Was mache ich falsch oder was fehlt noch das ich erfolgreich mit php zips entpacken kann.

Dank schonmal jetzt
Greetz
Tobi


----------



## Flex (9. November 2008)

Damit die Klasse zur Verfügung steht, muss PHP mit dem Zusatz "--enable-zip" kompiliert sein.

[phpf]phpinfo[/phpf] sollte den Unterpunkt "zip" beinhalten. Falls nicht wirst du deinen Hoster ansprechen müssen.


----------



## rollerueckwaerts (9. November 2008)

Danke Felix für dine schnelle Antwort.
Leider kann ich in der php.ini nichts finden mit zip oder so.
Da ich das Lokal mit Mamp mache, muss ich das selber lösen.

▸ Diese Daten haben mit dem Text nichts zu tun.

//! Cloud transport errors

use thiserror::Error;

#[derive(Debug, Error, Clone, PartialEq)]
pub enum TransportError {
    #[error("Connection failed: {0}")]
    ConnectionFailed(String),

    #[error("Not connected")]
    NotConnected,

    #[error("Publish failed: {0}")]
    PublishFailed(String),

    #[error("Subscribe failed: {0}")]
    SubscribeFailed(String),

    #[error("Payload encoding failed: {0}")]
    Encoding(String),

    #[error("Invalid configuration: {0}")]
    InvalidConfig(String),

    #[error("Transport not supported: {0}")]
    Unsupported(String),
}
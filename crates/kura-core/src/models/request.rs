//! Request envelope with correlation metadata

use uuid::Uuid;

use super::{Envelope, MetricValue};
use crate::error::EnvelopeError;

/// Metric carrying the request correlation id
pub const METRIC_REQUEST_ID: &str = "request.id";
/// Metric carrying the client id of the requester (where replies go)
pub const METRIC_REQUESTER_CLIENT_ID: &str = "requester.client.id";

/// An envelope known to carry a request id and a requester client id
#[derive(Debug, Clone, PartialEq)]
pub struct RequestEnvelope {
    request_id: String,
    requester_id: String,
    envelope: Envelope,
}

impl RequestEnvelope {
    /// Build a request; correlation metrics are written into the envelope
    pub fn new(request_id: impl Into<String>, requester_id: impl Into<String>) -> Self {
        Self::with_envelope(request_id, requester_id, Envelope::new())
    }

    /// Build a request with a freshly generated request id
    pub fn generate(requester_id: impl Into<String>) -> Self {
        Self::new(Uuid::new_v4().to_string(), requester_id)
    }

    pub fn with_envelope(
        request_id: impl Into<String>,
        requester_id: impl Into<String>,
        mut envelope: Envelope,
    ) -> Self {
        let request_id = request_id.into();
        let requester_id = requester_id.into();
        envelope.add_metric(METRIC_REQUEST_ID, request_id.as_str());
        envelope.add_metric(METRIC_REQUESTER_CLIENT_ID, requester_id.as_str());
        Self {
            request_id,
            requester_id,
            envelope,
        }
    }

    pub fn with_body(mut self, body: impl Into<Vec<u8>>) -> Self {
        self.envelope.body = Some(body.into());
        self
    }

    pub fn with_metric(mut self, name: impl Into<String>, value: impl Into<MetricValue>) -> Self {
        self.envelope.add_metric(name, value);
        self
    }

    pub fn request_id(&self) -> &str {
        &self.request_id
    }

    pub fn requester_id(&self) -> &str {
        &self.requester_id
    }

    pub fn envelope(&self) -> &Envelope {
        &self.envelope
    }

    pub fn body(&self) -> Option<&[u8]> {
        self.envelope.body.as_deref()
    }

    pub fn metric(&self, name: &str) -> Option<&MetricValue> {
        self.envelope.metric(name)
    }

    pub fn into_envelope(self) -> Envelope {
        self.envelope
    }
}

fn correlation_field(envelope: &Envelope, name: &'static str) -> Result<String, EnvelopeError> {
    match envelope.str_metric(name)? {
        Some(value) if !value.is_empty() => Ok(value.to_string()),
        _ => Err(EnvelopeError::MissingMetric(name)),
    }
}

impl TryFrom<Envelope> for RequestEnvelope {
    type Error = EnvelopeError;

    fn try_from(envelope: Envelope) -> Result<Self, Self::Error> {
        let request_id = correlation_field(&envelope, METRIC_REQUEST_ID)?;
        let requester_id = correlation_field(&envelope, METRIC_REQUESTER_CLIENT_ID)?;
        Ok(Self {
            request_id,
            requester_id,
            envelope,
        })
    }
}

impl From<RequestEnvelope> for Envelope {
    fn from(request: RequestEnvelope) -> Self {
        request.envelope
    }
}

#[cfg(test)]
mod tests {
    use super::*;

    #[test]
    fn correlation_metrics_written_on_construction() {
        let req = RequestEnvelope::new("req-1", "console");
        let env = req.into_envelope();
        assert_eq!(env.str_metric(METRIC_REQUEST_ID), Ok(Some("req-1")));
        assert_eq!(env.str_metric(METRIC_REQUESTER_CLIENT_ID), Ok(Some("console")));
    }

    #[test]
    fn try_from_requires_both_fields() {
        let env = Envelope::new().with_metric(METRIC_REQUEST_ID, "req-1");
        assert_eq!(
            RequestEnvelope::try_from(env),
            Err(EnvelopeError::MissingMetric(METRIC_REQUESTER_CLIENT_ID))
        );

        let env = Envelope::new().with_metric(METRIC_REQUESTER_CLIENT_ID, "console");
        assert_eq!(
            RequestEnvelope::try_from(env),
            Err(EnvelopeError::MissingMetric(METRIC_REQUEST_ID))
        );
    }

    #[test]
    fn empty_request_id_is_missing() {
        let env = Envelope::new()
            .with_metric(METRIC_REQUEST_ID, "")
            .with_metric(METRIC_REQUESTER_CLIENT_ID, "console");
        assert_eq!(
            RequestEnvelope::try_from(env),
            Err(EnvelopeError::MissingMetric(METRIC_REQUEST_ID))
        );
    }

    #[test]
    fn generated_ids_differ() {
        let a = RequestEnvelope::generate("console");
        let b = RequestEnvelope::generate("console");
        assert_ne!(a.request_id(), b.request_id());
    }
}
//! Shared plumbing for the device bridges
//!
//! A [`DeviceLink`] owns the device, the I/O lock that serializes every
//! open/close/write, the set of uplink publishers and the single receive
//! worker. Lifecycle calls (activate, reconfigure, deactivate) are
//! serialized by a separate async lock.

use std::sync::Arc;

use kura_cloud::{ListenerSet, Publisher};
use kura_core::{Envelope, ManagedWorker, StopOutcome};
use parking_lot::Mutex;
use tracing::{debug, error, warn};

use crate::device::{DeviceError, DeviceFrame, DeviceSettings, DeviceTransport};

pub(crate) type Publishers = ListenerSet<dyn Publisher>;

pub(crate) struct DeviceLink {
    pub(crate) device: Arc<dyn DeviceTransport>,
    pub(crate) io: Arc<Mutex<()>>,
    pub(crate) publishers: Arc<Publishers>,
    pub(crate) lifecycle: tokio::sync::Mutex<()>,
    pub(crate) worker: ManagedWorker,
}

impl DeviceLink {
    pub(crate) fn new(name: &str, device: Arc<dyn DeviceTransport>) -> Self {
        Self {
            device,
            io: Arc::new(Mutex::new(())),
            publishers: Arc::new(ListenerSet::new()),
            lifecycle: tokio::sync::Mutex::new(()),
            worker: ManagedWorker::new(name),
        }
    }

    /// Close the device if open, then open it with `settings`
    pub(crate) fn reopen(&self, settings: &DeviceSettings) -> Result<(), DeviceError> {
        let _io = self.io.lock();
        if self.device.is_open() {
            self.device.close()?;
        }
        self.device.open(settings)
    }

    pub(crate) fn close(&self) -> Result<(), DeviceError> {
        let _io = self.io.lock();
        self.device.close()
    }

    pub(crate) fn write(&self, frame: &DeviceFrame) -> Result<(), DeviceError> {
        write_locked(&self.io, self.device.as_ref(), frame)
    }

    pub(crate) async fn stop_worker(&self) -> StopOutcome {
        let outcome = self.worker.stop().await;
        if outcome == StopOutcome::Aborted {
            warn!(worker = %self.worker.name(), "Receive worker did not stop in time, aborted");
        }
        outcome
    }
}

pub(crate) fn write_locked(
    io: &Mutex<()>,
    device: &dyn DeviceTransport,
    frame: &DeviceFrame,
) -> Result<(), DeviceError> {
    let _io = io.lock();
    device.write(frame)
}

/// Publish `envelope` through every publisher; failures are logged
pub(crate) async fn publish_all(publishers: &Publishers, envelope: &Envelope, source: &str) {
    let targets = publishers.snapshot();
    if targets.is_empty() {
        debug!(source, "No publishers attached, uplink message dropped");
        return;
    }
    for publisher in targets {
        if let Err(e) = publisher.publish(envelope).await {
            error!(source, error = %e, "Failed to publish uplink message");
        }
    }
}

Wie kann man denn PHP mit dem Zusatz --enable-zip kompilieren ?
Was muss ich dafür tun ?

Greetz
tobi


----------



## Flex (9. November 2008)

Ich sagte auch [phpf]phpinfo[/phpf], nicht php.ini. Oder hast du dich da nur vertan?

Schau mal hier:
Installation unter Mac OS X

Dort dürfte auch ein Kapitel über das kompilieren von PHP dabei sein.


----------



## rollerueckwaerts (10. November 2008)

... ja hatte mich vertan 

In der phpinfo() steht einiges von gzip und bzip. aber nix von "nur" zip.

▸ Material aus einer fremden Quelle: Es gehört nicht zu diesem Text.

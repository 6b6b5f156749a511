//! Single background worker with cooperative cancellation
//!
//! Every background loop in the gateway (message dispatcher, device
//! receivers, periodic publishers) runs on a [`ManagedWorker`]. At most one
//! task is live per worker; reconfiguration stops the old task before the
//! new one starts.

use std::future::Future;
use std::time::Duration;

use thiserror::Error;
use tokio::sync::{watch, Mutex};
use tokio::task::JoinHandle;
use tracing::{debug, error, warn};

/// Default time a stopping task gets to observe cancellation
pub const DEFAULT_STOP_TIMEOUT: Duration = Duration::from_secs(1);

/// Lifecycle state of a worker
#[derive(Debug, Clone, Copy, PartialEq, Eq)]
pub enum WorkerStatus {
    Idle,
    Running,
    Cancelling,
}

impl std::fmt::Display for WorkerStatus {
    fn fmt(&self, f: &mut std::fmt::Formatter<'_>) -> std::fmt::Result {
        let s = match self {
            WorkerStatus::Idle => "idle",
            WorkerStatus::Running => "running",
            WorkerStatus::Cancelling => "cancelling",
        };
        write!(f, "{}", s)
    }
}

/// How a stop request ended
#[derive(Debug, Clone, Copy, PartialEq, Eq)]
pub enum StopOutcome {
    /// Nothing was running
    NotRunning,
    /// The task exited within the stop timeout
    Stopped,
    /// The task ignored cancellation and was aborted
    Aborted,
}

#[derive(Debug, Error, Clone, PartialEq)]
pub enum WorkerError {
    #[error("Worker '{0}' is already running")]
    AlreadyRunning(String),
}

/// Cancellation signal handed to a worker task
///
/// Tasks check it at every blocking boundary: either poll
/// [`is_cancelled`](Self::is_cancelled) between iterations or race
/// [`cancelled`](Self::cancelled) against their next await.
#[derive(Debug, Clone)]
pub struct CancelToken {
    rx: watch::Receiver<bool>,
}

impl CancelToken {
    pub fn is_cancelled(&self) -> bool {
        *self.rx.borrow()
    }

    /// Resolves once cancellation is requested or the owning worker is gone
    pub async fn cancelled(&self) {
        let mut rx = self.rx.clone();
        let _ = rx.wait_for(|cancelled| *cancelled).await;
    }

    /// Sleep for `duration`; returns false if cancelled first
    pub async fn sleep(&self, duration: Duration) -> bool {
        tokio::select! {
            _ = self.cancelled() => false,
            _ = tokio::time::sleep(duration) => true,
        }
    }
}

struct RunningTask {
    cancel: watch::Sender<bool>,
    handle: JoinHandle<()>,
}

/// Owner of at most one background task
pub struct ManagedWorker {
    name: String,
    stop_timeout: Duration,
    slot: Mutex<Option<RunningTask>>,
    status: parking_lot::RwLock<WorkerStatus>,
}

impl ManagedWorker {
    pub fn new(name: impl Into<String>) -> Self {
        Self::with_stop_timeout(name, DEFAULT_STOP_TIMEOUT)
    }

    pub fn with_stop_timeout(name: impl Into<String>, stop_timeout: Duration) -> Self {
        Self {
            name: name.into(),
            stop_timeout,
            slot: Mutex::new(None),
            status: parking_lot::RwLock::new(WorkerStatus::Idle),
        }
    }

    pub fn name(&self) -> &str {
        &self.name
    }

    /// Current state. A task that finished on its own reports Idle.
    pub fn status(&self) -> WorkerStatus {
        let status = *self.status.read();
        if status == WorkerStatus::Running {
            if let Ok(slot) = self.slot.try_lock() {
                if slot.as_ref().map_or(true, |t| t.handle.is_finished()) {
                    return WorkerStatus::Idle;
                }
            }
        }
        status
    }

    pub fn is_running(&self) -> bool {
        self.status() == WorkerStatus::Running
    }

    /// Spawn `work` with a fresh cancellation token.
    ///
    /// Fails with [`WorkerError::AlreadyRunning`] while a previous task is live.
    pub async fn start<F, Fut>(&self, work: F) -> Result<(), WorkerError>
    where
        F: FnOnce(CancelToken) -> Fut,
        Fut: Future<Output = ()> + Send + 'static,
    {
        let mut slot = self.slot.lock().await;
        self.start_locked(&mut slot, work)
    }

    /// Signal cancellation and wait up to the stop timeout for the task to
    /// exit; a task still running after that is aborted. Always ends Idle.
    pub async fn stop(&self) -> StopOutcome {
        let mut slot = self.slot.lock().await;
        self.stop_locked(&mut slot).await
    }

    /// Stop the current task (if any) and start `work`, holding the worker
    /// lock throughout so overlapping restarts serialize.
    pub async fn restart<F, Fut>(&self, work: F) -> Result<StopOutcome, WorkerError>
    where
        F: FnOnce(CancelToken) -> Fut,
        Fut: Future<Output = ()> + Send + 'static,
    {
        let mut slot = self.slot.lock().await;
        let outcome = self.stop_locked(&mut slot).await;
        self.start_locked(&mut slot, work)?;
        Ok(outcome)
    }

    fn start_locked<F, Fut>(
        &self,
        slot: &mut Option<RunningTask>,
        work: F,
    ) -> Result<(), WorkerError>
    where
        F: FnOnce(CancelToken) -> Fut,
        Fut: Future<Output = ()> + Send + 'static,
    {
        if let Some(task) = slot.as_ref() {
            if !task.handle.is_finished() {
                return Err(WorkerError::AlreadyRunning(self.name.clone()));
            }
        }

        let (cancel, rx) = watch::channel(false);
        let handle = tokio::spawn(work(CancelToken { rx }));
        *slot = Some(RunningTask { cancel, handle });
        *self.status.write() = WorkerStatus::Running;

        debug!(worker = %self.name, "Worker started");
        Ok(())
    }

    async fn stop_locked(&self, slot: &mut Option<RunningTask>) -> StopOutcome {
        let Some(task) = slot.take() else {
            return StopOutcome::NotRunning;
        };

        *self.status.write() = WorkerStatus::Cancelling;
        let _ = task.cancel.send(true);

        let mut handle = task.handle;
        let outcome = match tokio::time::timeout(self.stop_timeout, &mut handle).await {
            Ok(Ok(())) => StopOutcome::Stopped,
            Ok(Err(e)) => {
                if e.is_panic() {
                    error!(worker = %self.name, "Worker task panicked");
                }
                StopOutcome::Stopped
            }
            Err(_) => {
                warn!(
                    worker = %self.name,
                    timeout_ms = self.stop_timeout.as_millis() as u64,
                    "Worker did not stop in time, aborting"
                );
                handle.abort();
                StopOutcome::Aborted
            }
        };

        *self.status.write() = WorkerStatus::Idle;
        debug!(worker = %self.name, ?outcome, "Worker stopped");
        outcome
    }
}

impl Drop for ManagedWorker {
    fn drop(&mut self) {
        if let Some(task) = self.slot.get_mut().take() {
            task.handle.abort();
        }
    }
}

Aber großen Dank für den link, werd mir das mal genauer anschauen.

Cuu


----------



## PHP-Profi (6. Dezember 2008)

Wenn du PHP nicht neu kompilen möchtest kannst du auch auf PHP > 5.2 umsteigen und das Paket php5-zip installieren.

Sollte das Paket nicht für dein OS existieren probier einfach mal folgendes in deine php.ini einzufügen:

extension_dir="/usr/local/lib/php_modules/5-LATEST"
extension="zip.so"


----------